EXERCISE DIRECTIONS: Retype exactly the stretch of lines that begins at the line containing "pub mod notifier;" and ends at the last line of the data, with no other lines.

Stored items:
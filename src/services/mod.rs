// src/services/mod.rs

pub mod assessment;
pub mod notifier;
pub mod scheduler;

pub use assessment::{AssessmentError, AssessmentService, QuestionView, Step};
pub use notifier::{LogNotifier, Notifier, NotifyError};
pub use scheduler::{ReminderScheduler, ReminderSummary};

ANSWER:
pub mod notifier;
pub mod scheduler;

pub use assessment::{AssessmentError, AssessmentService, QuestionView, Step};
pub use notifier::{LogNotifier, Notifier, NotifyError};
pub use scheduler::{ReminderScheduler, ReminderSummary};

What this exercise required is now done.